Variance

Variance measures how much the results of a draw scatter around their mean. A low variance signals tight, regular results; a high variance signals spread-out results that often stray far from the central value.

The mental image is that of darts stuck in a target. If they form a small, compact group, the variance is low; if they are scattered across the whole board, even when centered on average, the variance is large. It describes regularity, not the position of the center.

The calculation follows a three-step recipe: take the deviation of each result from the mean, square that deviation so it always becomes positive, then average these squares. For the series 2, 4, 6, whose mean is 4, the deviations are -2, 0 and +2; their squares are 4, 0 and 4; the average of these squares is 8/3, that is about 2.67. That is the variance.

Squaring is not a mere detail: it prevents positive and negative deviations from canceling out, and it penalizes large deviations more than small ones. In return, the variance is expressed in a squared unit, which makes it not very meaningful on its own.

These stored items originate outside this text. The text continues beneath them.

//! Stock movement models
//!
//! Movements are append-only: a recorded movement is never edited or
//! deleted, a correction is a new movement of the opposite type.

use chrono::{DateTime, Utc};
use serde::{Deserialize, Serialize};
use uuid::Uuid;
use validator::Validate;

use crate::types::MovementType;

/// A stock movement
#[derive(Debug, Clone, Serialize, Deserialize)]
pub struct Movement {
    pub id: Uuid,
    pub organization_id: Uuid,
    pub product_id: Uuid,
    pub movement_type: MovementType,
    pub quantity: i32,
    pub reason: Option<String>,
    pub note: Option<String>,
    pub created_by: Option<Uuid>,
    pub created_at: DateTime<Utc>,
}

/// Input for recording a movement
#[derive(Debug, Clone, Deserialize, Validate)]
pub struct CreateMovementInput {
    pub product_id: Uuid,
    pub movement_type: MovementType,
    #[validate(range(min = 1))]
    pub quantity: i32,
    #[validate(length(max = 150))]
    pub reason: Option<String>,
    pub note: Option<String>,
}

/// Filter for movement queries
#[derive(Debug, Clone, Default, Deserialize)]
pub struct MovementFilter {
    pub product_id: Option<Uuid>,
    pub movement_type: Option<MovementType>,
    pub start_date: Option<DateTime<Utc>>,
    pub end_date: Option<DateTime<Utc>>,
}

Variance should not be confused with expectation. Two games can share the same expected gain while having opposite variances: one pays out small, regular sums, the other alternates long losing streaks and rare jackpots. The expectation describes the center, the variance describes the agitation around that center.

Its square root, the standard deviation, brings the spread back into the original unit and is easier to read. For the site's draws, the variance explains why the same fair tool can produce sequences that are sometimes monotonous, sometimes highly contrasted.